Den Blick voller Liebe unterbricht sie den Herzog nur mit einer leichten Neigung ihres Kopfes. Schlagartig verstummt Avinash und sein noch zuvor erhitztes Gemüt die in ihm brodelt kühlt ab. Sein Herzschlag beruhigt sich augenblicklich. Ihre Daumen streichen über seine Haut und verursachen darauf eine Gänsehaut.
"Ich habe es gesehen... Geliebter... im Reich der Toten... können einige wenige sehen... was bei den Zurückgebliebenen vor sich geht... Sie werden verstehen, Avinash,.... dass du nur das Beste für sie willst."
Avinash führt Celinas Hände an seine Lippen und küsst diese voller dankbarkeit für die Worte des Trostes. Sie fühlen sich kalt an. Unwirklich, nicht lebendig. Er weiß das sie sich wohl genauso gesorgt hat um ihn wie er um sie, aber ihm blieb es bis heute verwehrt sie auf zu suchen. Der Entschluss war gefasst. Androgar musste Celina heute wieder in die Welt der Lebenden holen. Nicht in Zukunft, nicht später, HEUTE! Mit fester Stimme fährt der Herzog fort, die Hände seiner Liebe keinen Deut locker lassend. Seine Mine hart und unnachgiebig lässt keinerlei Widerspruch zu. Auch das leise mahnende Klingen von Meister Androgars Stimme in seinem Kopf hält ihn nicht davon ab.

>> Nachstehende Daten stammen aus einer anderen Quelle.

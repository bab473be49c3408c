//! # Snapshot Store
//!
//! Durable key -> record storage for encoded pipeline states. The autosave
//! lives under a fixed key; every run also keeps a record under its thread id.

use anyhow::{Context, Result};
use chrono::{DateTime, Utc};
use rusqlite::{params, OptionalExtension};
use serde::{Deserialize, Serialize};
use std::collections::HashMap;
use std::sync::{Arc, Mutex};

use super::db::InquiryDb;

/// Key of the record restored on startup
pub const AUTOSAVE_KEY: &str = "autosave";

/// Key of the per-run record
pub fn run_key(thread_id: &str) -> String {
    format!("run:{}", thread_id)
}

/// Listing entry for a stored record
#[derive(Debug, Clone, PartialEq, Serialize, Deserialize)]
pub struct SnapshotRecord {
    pub key: String,
    pub thread_id: String,
    pub topic: String,
    pub stage: String,
    pub iteration: u32,
    pub updated_at: DateTime<Utc>,
}

pub trait SnapshotStore: Send + Sync {
    fn get(&self, key: &str) -> Result<Option<String>>;
    fn set(&self, key: &str, record: &str) -> Result<()>;
    /// Returns whether a record was removed
    fn delete(&self, key: &str) -> Result<bool>;
    fn list(&self) -> Result<Vec<SnapshotRecord>>;
}

/// Columns lifted out of an encoded record for listing
struct RecordSummary {
    thread_id: String,
    topic: String,
    stage: String,
    iteration: u32,
}

impl RecordSummary {
    fn from_record(record: &str) -> Self {
        let value: serde_json::Value = serde_json::from_str(record).unwrap_or_default();
        let state = &value["state"];
        let text = |field: &str| state[field].as_str().unwrap_or_default().to_string();
        Self {
            thread_id: text("thread_id"),
            topic: text("topic"),
            stage: state["current_stage"].as_str().unwrap_or("idle").to_string(),
            iteration: state["iteration_number"].as_u64().unwrap_or(1) as u32,
        }
    }
}

/// Snapshot store backed by the `snapshots` table
pub struct SqliteSnapshotStore {
    conn: Arc<Mutex<rusqlite::Connection>>,
}

impl SqliteSnapshotStore {
    pub fn new(db: &InquiryDb) -> Self {
        Self {
            conn: db.connection(),
        }
    }
}

impl SnapshotStore for SqliteSnapshotStore {
    fn get(&self, key: &str) -> Result<Option<String>> {
        let conn = self
            .conn
            .lock()
            .map_err(|e| anyhow::anyhow!("Lock error: {}", e))?;

        conn.query_row(
            "SELECT data FROM snapshots WHERE key = ?1",
            params![key],
            |row| row.get(0),
        )
        .optional()
        .with_context(|| format!("Failed to load snapshot '{}'", key))
    }

    fn set(&self, key: &str, record: &str) -> Result<()> {
        let summary = RecordSummary::from_record(record);
        let conn = self
            .conn
            .lock()
            .map_err(|e| anyhow::anyhow!("Lock error: {}", e))?;

        conn.execute(
            r#"
            INSERT INTO snapshots (key, thread_id, topic, stage, iteration, data, updated_at)
            VALUES (?1, ?2, ?3, ?4, ?5, ?6, ?7)
            ON CONFLICT(key) DO UPDATE SET
                thread_id = ?2,
                topic = ?3,
                stage = ?4,
                iteration = ?5,
                data = ?6,
                updated_at = ?7
            "#,
            params![
                key,
                summary.thread_id,
                summary.topic,
                summary.stage,
                summary.iteration,
                record,
                Utc::now().to_rfc3339(),
            ],
        )
        .context("Failed to save snapshot")?;

        tracing::debug!(key = %key, stage = %summary.stage, "Snapshot saved");
        Ok(())
    }

    fn delete(&self, key: &str) -> Result<bool> {
        let conn = self
            .conn
            .lock()
            .map_err(|e| anyhow::anyhow!("Lock error: {}", e))?;

        let rows = conn.execute("DELETE FROM snapshots WHERE key = ?1", params![key])?;
        if rows > 0 {
            tracing::info!(key = %key, "Snapshot deleted");
        }
        Ok(rows > 0)
    }

    fn list(&self) -> Result<Vec<SnapshotRecord>> {
        let conn = self
            .conn
            .lock()
            .map_err(|e| anyhow::anyhow!("Lock error: {}", e))?;

        let mut stmt = conn.prepare(
            r#"
            SELECT key, thread_id, topic, stage, iteration, updated_at
            FROM snapshots ORDER BY updated_at DESC
            "#,
        )?;
        let rows = stmt.query_map([], |row| {
            let updated_at: String = row.get(5)?;
            Ok(SnapshotRecord {
                key: row.get(0)?,
                thread_id: row.get(1)?,
                topic: row.get(2)?,
                stage: row.get(3)?,
                iteration: row.get(4)?,
                updated_at: DateTime::parse_from_rfc3339(&updated_at)
                    .map(|t| t.with_timezone(&Utc))
                    .unwrap_or_else(|_| Utc::now()),
            })
        })?;

        let mut records = Vec::new();
        for row in rows {
            records.push(row?);
        }
        Ok(records)
    }
}

/// Process-local store for tests and one-shot CLI runs
#[derive(Default)]
pub struct MemorySnapshotStore {
    records: Mutex<HashMap<String, (String, DateTime<Utc>)>>,
}

impl MemorySnapshotStore {
    pub fn new() -> Self {
        Self::default()
    }
}

impl SnapshotStore for MemorySnapshotStore {
    fn get(&self, key: &str) -> Result<Option<String>> {
        let records = self
            .records
            .lock()
            .map_err(|e| anyhow::anyhow!("Lock error: {}", e))?;
        Ok(records.get(key).map(|(record, _)| record.clone()))
    }

    fn set(&self, key: &str, record: &str) -> Result<()> {
        let mut records = self
            .records
            .lock()
            .map_err(|e| anyhow::anyhow!("Lock error: {}", e))?;
        records.insert(key.to_string(), (record.to_string(), Utc::now()));
        Ok(())
    }

    fn delete(&self, key: &str) -> Result<bool> {
        let mut records = self
            .records
            .lock()
            .map_err(|e| anyhow::anyhow!("Lock error: {}", e))?;
        Ok(records.remove(key).is_some())
    }

    fn list(&self) -> Result<Vec<SnapshotRecord>> {
        let records = self
            .records
            .lock()
            .map_err(|e| anyhow::anyhow!("Lock error: {}", e))?;
        let mut listed: Vec<SnapshotRecord> = records
            .iter()
            .map(|(key, (record, updated_at))| {
                let summary = RecordSummary::from_record(record);
                SnapshotRecord {
                    key: key.clone(),
                    thread_id: summary.thread_id,
                    topic: summary.topic,
                    stage: summary.stage,
                    iteration: summary.iteration,
                    updated_at: *updated_at,
                }
            })
            .collect();
        listed.sort_by(|a, b| b.updated_at.cmp(&a.updated_at));
        Ok(listed)
    }
}

#[cfg(test)]
mod tests {
    use super::*;
    use crate::state::{codec, PipelineState};

    fn stores() -> Vec<Box<dyn SnapshotStore>> {
        let db = InquiryDb::open_in_memory().unwrap();
        vec![
            Box::new(SqliteSnapshotStore::new(&db)),
            Box::new(MemorySnapshotStore::new()),
        ]
    }

    #[test]
    fn test_set_get_delete() {
        for store in stores() {
            let state = PipelineState::new("coral bleaching");
            let record = codec::encode(&state);

            assert_eq!(store.get(AUTOSAVE_KEY).unwrap(), None);
            store.set(AUTOSAVE_KEY, &record).unwrap();
            assert_eq!(store.get(AUTOSAVE_KEY).unwrap(), Some(record.clone()));

            assert!(store.delete(AUTOSAVE_KEY).unwrap());
            assert!(!store.delete(AUTOSAVE_KEY).unwrap());
            assert_eq!(store.get(AUTOSAVE_KEY).unwrap(), None);
        }
    }

    #[test]
    fn test_set_overwrites() {
        for store in stores() {
            store.set("k", "first").unwrap();
            store.set("k", "second").unwrap();
            assert_eq!(store.get("k").unwrap().as_deref(), Some("second"));
            assert_eq!(store.list().unwrap().len(), 1);
        }
    }

    #[test]
    fn test_list_reads_summary_columns() {
        for store in stores() {
            let state = PipelineState::new("tidal energy");
            let key = run_key(&state.thread_id);
            store.set(&key, &codec::encode(&state)).unwrap();

            let listed = store.list().unwrap();
            assert_eq!(listed.len(), 1);
            assert_eq!(listed[0].key, key);
            assert_eq!(listed[0].topic, "tidal energy");
            assert_eq!(listed[0].thread_id, state.thread_id);
            assert_eq!(listed[0].stage, "idle");
            assert_eq!(listed[0].iteration, 1);
        }
    }

    #[test]
    fn test_file_backed_store_survives_reopen() {
        let dir = tempfile::tempdir().unwrap();
        let path = dir.path().join("inquiry.db");
        let record = codec::encode(&PipelineState::new("persisted"));

        {
            let db = InquiryDb::open_at(&path).unwrap();
            SqliteSnapshotStore::new(&db)
                .set(AUTOSAVE_KEY, &record)
                .unwrap();
        }

        let db = InquiryDb::open_at(&path).unwrap();
        let store = SqliteSnapshotStore::new(&db);
        let restored = codec::decode(&store.get(AUTOSAVE_KEY).unwrap().unwrap()).unwrap();
        assert_eq!(restored.topic, "persisted");
    }
}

"Nein Geliebte. Ich werde hier nicht ohne dich gehen. Du kommst mit mir zurück oder ich bleibe hier bei dir im Reich der Toten. Nie wieder will ich dermaßen getrennt von dir sein. Nie wieder werden wir getrennt sein. Im Raum liegt aufgebahrt dein Körper. Du wirst mich begleiten und gemeinsam werden wir die großen Änderungen die wir so lange zusammen planten durch führen. Wir beide werden die Weltordnung neu entstehen lassen."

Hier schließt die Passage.